Luís de Freitas, no Rio, passou a ser a referência na moda masculina brasileira ao lançar propostas inovadoras e inusitadas, com sua marca Mr. Wonderful, alcançando também reconhecimento internacional. Neste período, para João Braga, prevalece a identidade da moda jovem e o aspecto de contestação. Em circuito mundial acontece o movimento hippie.

Com a chegada do Píer, em 1971 e todos os acontecimentos que marcaram o novo point de Ipanema, a marca era a preferida dos hippies de butique, sendo Gal Costa a artista que vestia a marca e símbolo também do Píer e das Dunas do Barato. Em 1973, Adriano Aquino ganhou um prêmio do governo francês e partiu para Paris, dando assim o encerramento da marca.

Marília Valls, a dama da moda carioca. Descendente de uma família que se mantinha de aparências: divorciada e sem o dinheiro de seu pai, viu-se obrigada a trabalhar em uma época em que as mulheres não trabalhavam e não se divorciavam. Marília fez carreira na indústria têxtil e mudou o mercado da moda no Brasil. Cansada de ser empregada e já com um nome forte no mercado, decidiu pegar o dinheiro que tinha juntado e abriu a Blu-Blu, nome proveniente pela falta de dinheiro, fato que só permitia a criação de blusas.

Depois expandiu suas criações para vestidos de rendas, aventais tingidos por artistas plásticos e tudo o que pudesse ser usado do umbigo para cima.
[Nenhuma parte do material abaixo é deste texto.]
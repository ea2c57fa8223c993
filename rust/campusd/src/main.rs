mod assessment;
mod db;
mod filters;
mod ipc;
mod session;
mod stats;

use clap::Parser;
use std::io::{self, BufRead, Write};
use std::path::PathBuf;
use tracing::{debug, error, info, warn};
use tracing_subscriber::{layer::SubscriberExt, util::SubscriberInitExt, EnvFilter};

/// Line-oriented JSON sidecar for the campus management client.
#[derive(Parser)]
#[command(name = "campusd")]
#[command(version)]
struct Cli {
    /// Workspace directory to open on startup
    #[arg(short, long, env = "CAMPUSD_WORKSPACE")]
    workspace: Option<PathBuf>,

    /// Log filter (stderr), e.g. `info` or `campusd=debug`
    #[arg(long, env = "CAMPUSD_LOG", default_value = "info")]
    log_level: String,
}

fn main() {
    let cli = Cli::parse();

    // stdout carries the protocol; logs go to stderr.
    let env_filter = EnvFilter::try_new(&cli.log_level).unwrap_or_else(|_| EnvFilter::new("info"));
    tracing_subscriber::registry()
        .with(env_filter)
        .with(
            tracing_subscriber::fmt::layer()
                .with_writer(io::stderr)
                .with_ansi(false),
        )
        .init();

    let mut state = ipc::AppState::default();
    if let Some(path) = cli.workspace.as_deref() {
        if let Err(e) = ipc::select_workspace(&mut state, path) {
            error!(workspace = %path.display(), error = %e, "failed to open workspace");
        }
    }
    info!(version = env!("CARGO_PKG_VERSION"), "campusd ready");

    let stdin = io::stdin();
    let mut stdout = io::stdout();

    for line in stdin.lock().lines() {
        let line = match line {
            Ok(v) => v,
            Err(e) => {
                warn!(error = %e, "stdin closed");
                break;
            }
        };
        if line.trim().is_empty() {
            continue;
        }

        let req: ipc::Request = match serde_json::from_str(&line) {
            Ok(v) => v,
            Err(e) => {
                // Can't reply without id.
                debug!(error = %e, "unparseable request line");
                let resp = serde_json::json!({
                    "ok": false,
                    "error": { "code": "bad_json", "message": e.to_string() }
                });
                let _ = writeln!(stdout, "{}", resp);
                let _ = stdout.flush();
                continue;
            }
        };

        let resp = ipc::handle_request(&mut state, req);
        let _ = writeln!(
            stdout,
            "{}",
            serde_json::to_string(&resp).unwrap_or_else(|_| "{\"ok\":false}".to_string())
        );
        let _ = stdout.flush();
    }
    info!("campusd exiting");
}
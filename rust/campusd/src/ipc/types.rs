use std::path::PathBuf;

use rusqlite::Connection;
use serde::Deserialize;

use crate::filters::FetchGeneration;
use crate::session::Session;

#[derive(Debug, Deserialize, Clone)]
pub struct Request {
    pub id: String,
    pub method: String,
    #[serde(default)]
    pub params: serde_json::Value,
}

#[derive(Default)]
pub struct AppState {
    pub workspace: Option<PathBuf>,
    pub db: Option<Connection>,
    pub session: Session,
    /// Attendance rosters and marks sheets are stale-checked independently.
    pub attendance_generation: FetchGeneration,
    pub marks_generation: FetchGeneration,
}
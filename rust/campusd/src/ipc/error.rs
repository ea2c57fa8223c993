use serde_json::{json, Value};

pub fn ok(id: &str, result: Value) -> Value {
    json!({
        "id": id,
        "ok": true,
        "result": result
    })
}

pub fn err(id: &str, code: &str, message: impl Into<String>, details: Option<Value>) -> Value {
    let mut error = json!({
        "code": code,
        "message": message.into(),
    });
    if let Some(d) = details {
        error["details"] = d;
    }
    json!({
        "id": id,
        "ok": false,
        "error": error,
    })
}

/// Failure of one handler call. `code` is the stable machine-readable part
/// of the envelope; `details` carries per-code extras such as the rejected
/// entries or the latest roster generation.
#[derive(Debug)]
pub struct HandlerErr {
    pub code: &'static str,
    pub message: String,
    pub details: Option<Value>,
}

impl HandlerErr {
    pub fn new(code: &'static str, message: impl Into<String>) -> Self {
        Self {
            code,
            message: message.into(),
            details: None,
        }
    }

    pub fn bad_params(message: impl Into<String>) -> Self {
        Self::new("bad_params", message)
    }

    pub fn not_found(message: impl Into<String>) -> Self {
        Self::new("not_found", message)
    }

    pub fn forbidden(message: impl Into<String>) -> Self {
        Self::new("forbidden", message)
    }

    pub fn with_details(mut self, details: Value) -> Self {
        self.details = Some(details);
        self
    }

    pub fn response(self, id: &str) -> Value {
        err(id, self.code, self.message, self.details)
    }
}

impl From<rusqlite::Error> for HandlerErr {
    fn from(e: rusqlite::Error) -> Self {
        Self::new("db_query_failed", e.to_string())
    }
}

/// Maps a write failure to `code`, tagging the table it hit.
pub fn db_err(code: &'static str, table: &'static str) -> impl FnOnce(rusqlite::Error) -> HandlerErr {
    move |e| HandlerErr::new(code, e.to_string()).with_details(json!({ "table": table }))
}

pub fn respond(id: &str, result: Result<Value, HandlerErr>) -> Value {
    match result {
        Ok(v) => ok(id, v),
        Err(e) => e.response(id),
    }
}
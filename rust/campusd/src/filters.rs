use serde::{Deserialize, Serialize};
use std::collections::BTreeSet;

/// Departments that split a semester into sections when no department table
/// says otherwise.
pub const DEFAULT_SECTIONED_DEPARTMENTS: &[&str] = &["CSE", "ECE"];

pub const MIN_SEMESTER: u8 = 1;
pub const MAX_SEMESTER: u8 = 8;

#[derive(Debug, Clone, Copy, PartialEq, Eq, PartialOrd, Ord, Hash, Serialize, Deserialize)]
#[serde(try_from = "i64", into = "i64")]
pub struct Semester(u8);

impl Semester {
    pub fn new(n: i64) -> Option<Self> {
        if (MIN_SEMESTER as i64..=MAX_SEMESTER as i64).contains(&n) {
            Some(Self(n as u8))
        } else {
            None
        }
    }

    pub fn get(self) -> u8 {
        self.0
    }
}

impl TryFrom<i64> for Semester {
    type Error = String;

    fn try_from(n: i64) -> Result<Self, Self::Error> {
        Semester::new(n).ok_or_else(|| {
            format!("semester must be in {}..={}", MIN_SEMESTER, MAX_SEMESTER)
        })
    }
}

impl From<Semester> for i64 {
    fn from(s: Semester) -> i64 {
        s.0 as i64
    }
}

#[derive(Debug, Clone, Default, PartialEq, Eq, Serialize, Deserialize)]
#[serde(rename_all = "camelCase")]
pub struct FilterSelection {
    #[serde(default)]
    pub semester: Option<Semester>,
    #[serde(default)]
    pub department_code: Option<String>,
    #[serde(default)]
    pub section: Option<String>,
    #[serde(default)]
    pub subject_code: Option<String>,
}

#[derive(Debug, Clone, Copy, PartialEq, Eq)]
pub enum Field {
    Semester,
    Department,
    Section,
    Subject,
}

impl Field {
    pub fn parse(s: &str) -> Option<Self> {
        match s {
            "semester" => Some(Self::Semester),
            "department" | "departmentCode" => Some(Self::Department),
            "section" => Some(Self::Section),
            "subject" | "subjectCode" => Some(Self::Subject),
            _ => None,
        }
    }
}

/// One edited field together with its new value. `None` clears the field.
#[derive(Debug, Clone, PartialEq, Eq)]
pub enum Change {
    Semester(Option<Semester>),
    Department(Option<String>),
    Section(Option<String>),
    Subject(Option<String>),
}

#[derive(Debug, Clone, PartialEq, Eq)]
pub struct Resolution {
    pub selection: FilterSelection,
    /// The subject list for (semester, department) must be fetched again.
    pub needs_subject_refetch: bool,
}

#[derive(Debug, Clone, Copy, PartialEq, Eq, Serialize)]
#[serde(rename_all = "camelCase")]
pub enum FilterState {
    Empty,
    PartialNoSection,
    PartialWithSection,
    Ready,
}

/// Which departments expose a section dimension.
#[derive(Debug, Clone, PartialEq, Eq)]
pub struct SectionPolicy {
    sectioned: BTreeSet<String>,
}

impl Default for SectionPolicy {
    fn default() -> Self {
        Self::from_codes(DEFAULT_SECTIONED_DEPARTMENTS.iter().copied())
    }
}

impl SectionPolicy {
    pub fn from_codes<I, S>(codes: I) -> Self
    where
        I: IntoIterator<Item = S>,
        S: AsRef<str>,
    {
        Self {
            sectioned: codes
                .into_iter()
                .map(|c| normalize_code(c.as_ref()))
                .collect(),
        }
    }

    pub fn has_sections(&self, department_code: &str) -> bool {
        self.sectioned.contains(&normalize_code(department_code))
    }

    /// Section is required only once a sectioned department is selected.
    pub fn requires_section(&self, selection: &FilterSelection) -> bool {
        selection
            .department_code
            .as_deref()
            .map(|d| self.has_sections(d))
            .unwrap_or(false)
    }

    pub fn apply(&self, current: &FilterSelection, change: Change) -> Resolution {
        let mut next = current.clone();
        let mut needs_subject_refetch = false;

        match change {
            Change::Semester(v) => {
                next.semester = v;
                next.subject_code = None;
                needs_subject_refetch = true;
            }
            Change::Department(v) => {
                next.department_code = v.map(|d| normalize_code(&d)).filter(|d| !d.is_empty());
                next.subject_code = None;
                needs_subject_refetch = true;
            }
            Change::Section(v) => {
                next.section = v.map(|s| s.trim().to_string()).filter(|s| !s.is_empty());
            }
            Change::Subject(v) => {
                next.subject_code = v.map(|s| s.trim().to_string()).filter(|s| !s.is_empty());
            }
        }

        // A department without sections never carries one.
        if let Some(dept) = next.department_code.as_deref() {
            if !self.has_sections(dept) {
                next.section = None;
            }
        }

        Resolution {
            selection: next,
            needs_subject_refetch,
        }
    }

    pub fn state(&self, selection: &FilterSelection) -> FilterState {
        if selection.semester.is_none() || selection.department_code.is_none() {
            return FilterState::Empty;
        }
        let needs_section = self.requires_section(selection);
        let section_ok = !needs_section || selection.section.is_some();
        if section_ok && selection.subject_code.is_some() {
            return FilterState::Ready;
        }
        if needs_section {
            FilterState::PartialWithSection
        } else {
            FilterState::PartialNoSection
        }
    }

    pub fn can_submit(&self, selection: &FilterSelection, roster_len: usize) -> bool {
        roster_len > 0 && self.state(selection) == FilterState::Ready
    }
}

fn normalize_code(code: &str) -> String {
    code.trim().to_ascii_uppercase()
}

pub fn department_has_sections(department_code: &str) -> bool {
    SectionPolicy::default().has_sections(department_code)
}

/// Tickets handed out for fetches of one view (attendance roster or marks
/// sheet). A submission that carries an older ticket than the latest one was
/// built from a view the user has since replaced.
#[derive(Debug, Clone, Copy, Default, PartialEq, Eq)]
pub struct FetchGeneration {
    latest: u64,
}

impl FetchGeneration {
    pub fn issue(&mut self) -> u64 {
        self.latest += 1;
        self.latest
    }

    pub fn latest(&self) -> u64 {
        self.latest
    }

    pub fn is_current(&self, ticket: u64) -> bool {
        ticket == self.latest
    }
}
pub mod attendance;
pub mod auth;
pub mod circulars;
pub mod core;
pub mod directory;
pub mod filters;
pub mod marks;
pub mod notes;
pub mod notifications;
pub mod profile;
pub mod setup;
pub mod timetable;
A Blu-Blu desenvolveu um estilo inovador, uma moda de vanguarda, que era apoiada em aproximadamente cinco elementos estéticos: o elemento retrô e nostálgico; as cores de suas estamparias que misturavam cores jamais antes propostas como laranja e o turquesa; o toque branco nas coleções, inspirado em nossa cultura e pelo sol carioca; o toque romântico das rendas e babados, também inspirado por nossa cultura e folclore e por último o elemento lúdico e da fantasia imposto desde a decoração de sua loja, como nos desfiles que criava na rua, em frente à casa branca na antiga rua Montenegro hoje, Vinícius de Moraes, número 111.
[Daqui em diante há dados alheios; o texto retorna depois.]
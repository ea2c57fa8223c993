use crate::db;
use crate::ipc::handlers::setup;
use crate::ipc::helpers::{
    authorize, db_err, get_required_str, now_iso, require_db, respond, HandlerErr,
};
use crate::ipc::types::{AppState, Request};
use crate::session::{self, Identity, Role};
use chrono::Utc;
use rusqlite::{Connection, OptionalExtension};
use serde_json::{json, Value};
use tracing::{info, warn};

pub const MIN_PASSWORD_LEN: usize = 6;

pub fn identity_json(identity: &Identity) -> Value {
    match identity {
        Identity::Student {
            user_id,
            student_id,
            name,
            dept_code,
            semester,
            section,
            ..
        } => json!({
            "role": "student",
            "userId": user_id,
            "studentId": student_id,
            "name": name,
            "deptCode": dept_code,
            "semester": semester,
            "section": if section.is_empty() { Value::Null } else { json!(section) },
        }),
        Identity::Faculty {
            user_id,
            faculty_id,
            name,
            ..
        } => json!({
            "role": "faculty",
            "userId": user_id,
            "facultyId": faculty_id,
            "name": name,
        }),
        Identity::Admin { user_id } => json!({
            "role": "admin",
            "userId": user_id,
        }),
    }
}

/// Builds the identity for a signed-in user from its role-specific details.
pub fn resolve_identity(conn: &Connection, user_id: &str, role: Role) -> Result<Identity, HandlerErr> {
    match role {
        Role::Admin => Ok(Identity::Admin {
            user_id: user_id.to_string(),
        }),
        Role::Student => conn
            .query_row(
                "SELECT sd.id, sd.name, d.id, d.code, sd.semester, sd.section
                 FROM student_details sd
                 JOIN departments d ON d.id = sd.dept_id
                 WHERE sd.user_id = ?",
                [user_id],
                |r| {
                    Ok(Identity::Student {
                        user_id: user_id.to_string(),
                        student_id: r.get(0)?,
                        name: r.get(1)?,
                        dept_id: r.get(2)?,
                        dept_code: r.get(3)?,
                        semester: r.get(4)?,
                        section: r.get(5)?,
                    })
                },
            )
            .optional()?
            .ok_or_else(|| HandlerErr::forbidden("student record not found for this user")),
        Role::Faculty => conn
            .query_row(
                "SELECT id, name, dept_id FROM faculty_details WHERE user_id = ?",
                [user_id],
                |r| {
                    Ok(Identity::Faculty {
                        user_id: user_id.to_string(),
                        faculty_id: r.get(0)?,
                        name: r.get(1)?,
                        dept_id: r.get(2)?,
                    })
                },
            )
            .optional()?
            .ok_or_else(|| HandlerErr::forbidden("faculty record not found for this user")),
    }
}

fn validate_new_password(password: &str) -> Result<(), HandlerErr> {
    if password.chars().count() < MIN_PASSWORD_LEN {
        return Err(HandlerErr::bad_params(format!(
            "password must be at least {} characters",
            MIN_PASSWORD_LEN
        )));
    }
    Ok(())
}

pub fn insert_user(
    conn: &Connection,
    user_id: &str,
    role: Role,
    password: &str,
    email: Option<&str>,
) -> Result<(), HandlerErr> {
    validate_new_password(password)?;
    let exists = conn
        .query_row("SELECT 1 FROM users WHERE id = ?", [user_id], |r| r.get::<_, i64>(0))
        .optional()?
        .is_some();
    if exists {
        return Err(HandlerErr::new("conflict", format!("user {} already exists", user_id)));
    }
    let salt = session::new_salt();
    conn.execute(
        "INSERT INTO users(id, role, password_salt, password_hash, email, created_at)
         VALUES(?, ?, ?, ?, ?, ?)",
        (
            user_id,
            role.as_str(),
            &salt,
            session::hash_password(&salt, password),
            email,
            now_iso(),
        ),
    )
    .map_err(db_err("db_insert_failed", "users"))?;
    Ok(())
}

fn bootstrap_admin(state: &mut AppState, params: &Value) -> Result<Value, HandlerErr> {
    let conn = require_db(state)?;
    let user_id = get_required_str(params, "userId")?;
    let password = get_required_str(params, "password")?;
    let count = db::user_count(conn).map_err(|e| HandlerErr::new("db_query_failed", e.to_string()))?;
    if count > 0 {
        return Err(HandlerErr::new(
            "conflict",
            "workspace already has users; sign in as an admin instead",
        ));
    }
    insert_user(conn, &user_id, Role::Admin, &password, None)?;
    info!(user_id = %user_id, "bootstrap admin created");
    Ok(json!({ "userId": user_id, "role": "admin" }))
}

struct StoredCredentials {
    salt: String,
    hash: String,
}

fn load_credentials(
    conn: &Connection,
    user_id: &str,
    role: Role,
) -> Result<Option<StoredCredentials>, HandlerErr> {
    Ok(conn
        .query_row(
            "SELECT password_salt, password_hash FROM users WHERE id = ? AND role = ?",
            (user_id, role.as_str()),
            |r| {
                Ok(StoredCredentials {
                    salt: r.get(0)?,
                    hash: r.get(1)?,
                })
            },
        )
        .optional()?)
}

fn login(state: &mut AppState, params: &Value) -> Result<Value, HandlerErr> {
    let user_id = get_required_str(params, "userId")?;
    let password = get_required_str(params, "password")?;
    let role_raw = get_required_str(params, "role")?;
    let role = Role::parse(&role_raw)
        .ok_or_else(|| HandlerErr::bad_params("role must be one of: student, faculty, admin"))?;

    let Some(conn) = state.db.as_ref() else {
        return Err(HandlerErr::new("no_workspace", "select a workspace first"));
    };
    state.session.begin(&user_id);

    let resolved = (|| {
        let creds = load_credentials(conn, &user_id, role)?;
        match creds {
            Some(c) if session::verify_password(&c.salt, &password, &c.hash) => {}
            _ => return Err(HandlerErr::new("invalid_credentials", "invalid user id or password")),
        }
        let identity = resolve_identity(conn, &user_id, role)?;
        let ttl = setup::session_ttl_minutes(conn)?;
        Ok((identity, ttl))
    })();

    let (identity, ttl) = match resolved {
        Ok(v) => v,
        Err(e) => {
            warn!(user_id = %user_id, role = role.as_str(), code = e.code, "sign-in failed");
            state.session.sign_out();
            return Err(e);
        }
    };

    let ctx = state.session.establish(identity, ttl, Utc::now());
    info!(user_id = %user_id, role = role.as_str(), "signed in");
    Ok(json!({
        "token": ctx.token,
        "role": role.as_str(),
        "expiresAt": ctx.expires_at.to_rfc3339(),
        "identity": identity_json(&ctx.identity),
    }))
}

fn logout(state: &mut AppState) -> Result<Value, HandlerErr> {
    if let Some(ctx) = state.session.current() {
        info!(user_id = %ctx.identity.user_id(), "signed out");
    }
    state.session.sign_out();
    Ok(json!({ "ok": true }))
}

fn whoami(state: &mut AppState, params: &Value) -> Result<Value, HandlerErr> {
    let ctx = authorize(state, params)?;
    Ok(json!({
        "identity": identity_json(&ctx.identity),
        "expiresAt": ctx.expires_at.to_rfc3339(),
    }))
}

fn change_password(state: &mut AppState, params: &Value) -> Result<Value, HandlerErr> {
    let current = get_required_str(params, "currentPassword")?;
    let new_password = get_required_str(params, "newPassword")?;
    let confirm = get_required_str(params, "confirmPassword")?;
    if new_password != confirm {
        return Err(HandlerErr::bad_params("new password and confirmation do not match"));
    }
    validate_new_password(&new_password)?;

    let ctx = authorize(state, params)?;
    let conn = require_db(state)?;
    let user_id = ctx.identity.user_id();
    let creds = load_credentials(conn, user_id, ctx.identity.role())?
        .ok_or_else(|| HandlerErr::not_found("user not found"))?;
    if !session::verify_password(&creds.salt, &current, &creds.hash) {
        return Err(HandlerErr::new("invalid_credentials", "current password is incorrect"));
    }
    let salt = session::new_salt();
    conn.execute(
        "UPDATE users SET password_salt = ?, password_hash = ? WHERE id = ?",
        (&salt, session::hash_password(&salt, &new_password), user_id),
    )
    .map_err(db_err("db_update_failed", "users"))?;
    info!(user_id = %user_id, "password changed");
    Ok(json!({ "ok": true }))
}

pub fn try_handle(state: &mut AppState, req: &Request) -> Option<serde_json::Value> {
    match req.method.as_str() {
        "auth.bootstrapAdmin" => Some(respond(&req.id, bootstrap_admin(state, &req.params))),
        "auth.login" => Some(respond(&req.id, login(state, &req.params))),
        "auth.logout" => Some(respond(&req.id, logout(state))),
        "auth.whoami" => Some(respond(&req.id, whoami(state, &req.params))),
        "auth.changePassword" => Some(respond(&req.id, change_password(state, &req.params))),
        _ => None,
    }
}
Os desfiles eram grandes acontecimentos que paravam o bairro pela grandeza do seu show, anunciando o lançamento de uma nova coleção. Modelos como Monique Evans, Xuxa Lopes, Silvia Pfifer, Ísis de Oliveira, Débora Bloch, Beth Lago, entre outras executavam coreografias dirigidas por Paulo César de Oliveira e Biza Vianna, filha mais velha de Marília. Por questões financeiras, a Blu-Blu fechou suas portas em 1987. Marília nunca saiu do cenário da moda. Junto a toda sua experiência e aos anos que fez parte do grupo Moda-Rio, sentiu-se preocupada com a formação de profissionais deste setor. Criado em 1978, devido a fragilidade que o comércio da moda enfrentava naquela época sensível em todos os campos, estilistas e comerciantes em ascensão no momento se uniram buscando uma estrutura de base para melhorarem os negócios.
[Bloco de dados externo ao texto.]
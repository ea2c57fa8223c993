use crate::filters::Semester;
use crate::ipc::handlers::notifications::{notify_students_logged, ClassAudience};
use crate::ipc::helpers::{
    authorize, class_section, get_optional_str, get_required_str, get_semester, require,
    require_db, require_department, require_offering, require_subject, respond, DepartmentRow,
    HandlerErr, MAX_PERIOD,
};
use crate::ipc::types::{AppState, Request};
use crate::session::{Capability, Identity};
use rusqlite::{Connection, OptionalExtension};
use serde_json::{json, Value};
use tracing::{info, warn};
use uuid::Uuid;

const DAYS: [&str; 7] = [
    "Monday",
    "Tuesday",
    "Wednesday",
    "Thursday",
    "Friday",
    "Saturday",
    "Sunday",
];

const DAY_ORDER_SQL: &str = "CASE t.day_of_week
    WHEN 'Monday' THEN 1 WHEN 'Tuesday' THEN 2 WHEN 'Wednesday' THEN 3
    WHEN 'Thursday' THEN 4 WHEN 'Friday' THEN 5 WHEN 'Saturday' THEN 6
    ELSE 7 END";

fn normalize_day(raw: &str) -> Option<&'static str> {
    let t = raw.trim();
    DAYS.iter().copied().find(|d| d.eq_ignore_ascii_case(t))
}

fn slot_json(r: &rusqlite::Row<'_>) -> rusqlite::Result<Value> {
    let section: String = r.get(6)?;
    Ok(json!({
        "day": r.get::<_, String>(0)?,
        "period": r.get::<_, i64>(1)?,
        "subjectCode": r.get::<_, String>(2)?,
        "subjectName": r.get::<_, String>(3)?,
        "facultyName": r.get::<_, String>(4)?,
        "departmentCode": r.get::<_, String>(5)?,
        "section": if section.is_empty() { Value::Null } else { json!(section) },
        "semester": r.get::<_, i64>(7)?,
    }))
}

fn slots_where(
    conn: &Connection,
    filter: &str,
    args: &[&dyn rusqlite::ToSql],
) -> Result<Vec<Value>, HandlerErr> {
    let sql = format!(
        "SELECT t.day_of_week, t.period_number, s.code, s.name, fd.name, d.code, t.section, t.semester
         FROM timetable_slots t
         JOIN faculty_assignments fa ON fa.id = t.assignment_id
         JOIN subject_offerings o ON o.id = fa.offering_id
         JOIN subjects s ON s.id = o.subject_id
         JOIN faculty_details fd ON fd.id = fa.faculty_id
         JOIN departments d ON d.id = t.dept_id
         WHERE {}
         ORDER BY {}, t.period_number",
        filter, DAY_ORDER_SQL
    );
    let mut stmt = conn.prepare(&sql)?;
    let slots = stmt
        .query_map(args, slot_json)?
        .collect::<Result<Vec<_>, _>>()?;
    Ok(slots)
}

fn class_slots(
    conn: &Connection,
    dept: &DepartmentRow,
    semester: i64,
    section: &str,
) -> Result<Vec<Value>, HandlerErr> {
    slots_where(
        conn,
        "t.dept_id = ? AND t.semester = ? AND t.section = ?",
        &[&dept.id, &semester, &section],
    )
}

fn save_entry(
    conn: &Connection,
    dept: &DepartmentRow,
    semester: Semester,
    section: &str,
    entry: &Value,
) -> Result<(), String> {
    let day = entry
        .get("day")
        .and_then(|v| v.as_str())
        .and_then(normalize_day)
        .ok_or_else(|| "day must be a weekday name".to_string())?;
    let period = entry
        .get("period")
        .and_then(|v| v.as_i64())
        .filter(|p| (1..=MAX_PERIOD).contains(p))
        .ok_or_else(|| format!("period must be in 1..={}", MAX_PERIOD))?;
    let subject_code = entry
        .get("subjectCode")
        .and_then(|v| v.as_str())
        .filter(|s| !s.trim().is_empty())
        .ok_or_else(|| "missing subjectCode".to_string())?;
    let faculty_user_id = entry
        .get("facultyUserId")
        .and_then(|v| v.as_str())
        .filter(|s| !s.trim().is_empty())
        .ok_or_else(|| "missing facultyUserId".to_string())?;

    let subject = require_subject(conn, subject_code).map_err(|e| e.message)?;
    let offering_id = require_offering(conn, &subject, dept, semester).map_err(|e| e.message)?;
    let faculty_id: String = conn
        .query_row(
            "SELECT id FROM faculty_details WHERE user_id = ?",
            [faculty_user_id.trim()],
            |r| r.get(0),
        )
        .optional()
        .map_err(|e| e.to_string())?
        .ok_or_else(|| format!("faculty {} not found", faculty_user_id.trim()))?;

    conn.execute(
        "INSERT OR IGNORE INTO faculty_assignments(id, offering_id, faculty_id, section)
         VALUES(?, ?, ?, ?)",
        (Uuid::new_v4().to_string(), &offering_id, &faculty_id, section),
    )
    .map_err(|e| e.to_string())?;
    let assignment_id: String = conn
        .query_row(
            "SELECT id FROM faculty_assignments WHERE offering_id = ? AND faculty_id = ? AND section = ?",
            (&offering_id, &faculty_id, section),
            |r| r.get(0),
        )
        .map_err(|e| e.to_string())?;
    conn.execute(
        "INSERT INTO timetable_slots(id, dept_id, semester, section, day_of_week, period_number, assignment_id)
         VALUES(?, ?, ?, ?, ?, ?, ?)
         ON CONFLICT(dept_id, semester, section, day_of_week, period_number) DO UPDATE SET
           assignment_id = excluded.assignment_id",
        (
            Uuid::new_v4().to_string(),
            &dept.id,
            semester.get() as i64,
            section,
            day,
            period,
            &assignment_id,
        ),
    )
    .map_err(|e| e.to_string())?;
    Ok(())
}

/// Saves each entry on its own; bad entries are reported while the rest
/// are kept. Fails only when nothing could be saved.
fn timetable_save(state: &mut AppState, params: &Value) -> Result<Value, HandlerErr> {
    let ctx = authorize(state, params)?;
    require(&ctx, Capability::EditTimetable)?;
    let conn = require_db(state)?;

    let dept = require_department(conn, &get_required_str(params, "departmentCode")?)?;
    let semester = get_semester(params, "semester")?;
    let section = class_section(conn, &dept, get_optional_str(params, "section")?)?;
    let Some(entries) = params.get("entries").and_then(|v| v.as_array()) else {
        return Err(HandlerErr::bad_params("missing entries"));
    };
    if entries.is_empty() {
        return Err(HandlerErr::bad_params("entries must not be empty"));
    }

    let mut saved = 0usize;
    let mut errors: Vec<Value> = Vec::new();
    for (i, entry) in entries.iter().enumerate() {
        match save_entry(conn, &dept, semester, &section, entry) {
            Ok(()) => saved += 1,
            Err(message) => errors.push(json!({ "index": i, "message": message })),
        }
    }

    if saved == 0 {
        warn!(department = %dept.code, errors = errors.len(), "timetable save rejected");
        return Err(HandlerErr::bad_params("no timetable entries could be saved")
            .with_details(json!({ "errors": errors })));
    }
    let sections = [section.clone()];
    let notified = notify_students_logged(
        conn,
        &ClassAudience {
            dept_id: &dept.id,
            semester: semester.get() as i64,
            sections: Some(sections.as_slice()),
        },
        "timetable",
        "Timetable updated",
        &format!("The semester {} timetable for {} changed.", semester.get(), dept.code),
    );
    info!(department = %dept.code, semester = semester.get(), saved, notified, "timetable saved");
    Ok(json!({ "saved": saved, "errors": errors, "notified": notified }))
}

fn timetable_for_class(state: &mut AppState, params: &Value) -> Result<Value, HandlerErr> {
    let ctx = authorize(state, params)?;
    require(&ctx, Capability::ViewTimetable)?;
    let conn = require_db(state)?;
    let dept = require_department(conn, &get_required_str(params, "departmentCode")?)?;
    let semester = get_semester(params, "semester")?;
    let section = class_section(conn, &dept, get_optional_str(params, "section")?)?;
    let slots = class_slots(conn, &dept, semester.get() as i64, &section)?;
    Ok(json!({ "entries": slots }))
}

/// A student's own class timetable, or the slots a faculty member teaches.
fn timetable_mine(state: &mut AppState, params: &Value) -> Result<Value, HandlerErr> {
    let ctx = authorize(state, params)?;
    require(&ctx, Capability::ViewTimetable)?;
    let conn = require_db(state)?;
    let slots = match &ctx.identity {
        Identity::Student {
            dept_id,
            semester,
            section,
            ..
        } => slots_where(
            conn,
            "t.dept_id = ? AND t.semester = ? AND t.section = ?",
            &[dept_id, semester, section],
        )?,
        Identity::Faculty { faculty_id, .. } => {
            slots_where(conn, "fa.faculty_id = ?", &[faculty_id])?
        }
        Identity::Admin { .. } => {
            return Err(HandlerErr::bad_params(
                "admins have no own timetable; use timetable.forClass",
            ))
        }
    };
    Ok(json!({ "entries": slots }))
}

pub fn try_handle(state: &mut AppState, req: &Request) -> Option<serde_json::Value> {
    let result = match req.method.as_str() {
        "timetable.save" => timetable_save(state, &req.params),
        "timetable.forClass" => timetable_for_class(state, &req.params),
        "timetable.mine" => timetable_mine(state, &req.params),
        _ => return None,
    };
    Some(respond(&req.id, result))
}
O grupo Moda-Rio tinha como objetivo melhorar o espaço de divulgação de seus trabalhos e era formado por Marília Valls, Luís de Freitas, José Augusto Bicalho, Teresa Gureg, Beth Brício, Sônia Mureb, Marco Rica, Ana Gasparini e Suely Sampaio. Em estilo, cada um tinha a sua individualidade, mas em objetivo de melhoria do mercado, de pesquisa de tecidos, tendências, modelos de estratégias mercadológicas, todos compartilhavam juntos. A repercussão do grupo foi inevitável e foi o grande lançador das discussões de moda e das associações voltadas para este mercado. Como conseqüência, consolidava o Rio de Janeiro como grande centro da moda brasileira. O grupo foi dissolvido em 1982, no auge de um período de recessão marcado pelo declínio do então regime militar. Paralelamente, o Rio de Janeiro perdia seu lugar de centro da moda nacional. Em 1989, Marília passou a coordenar o setor de estilismo do Núcleo de Moda da faculdade Cândido Mendes, na cidade do Rio de Janeiro.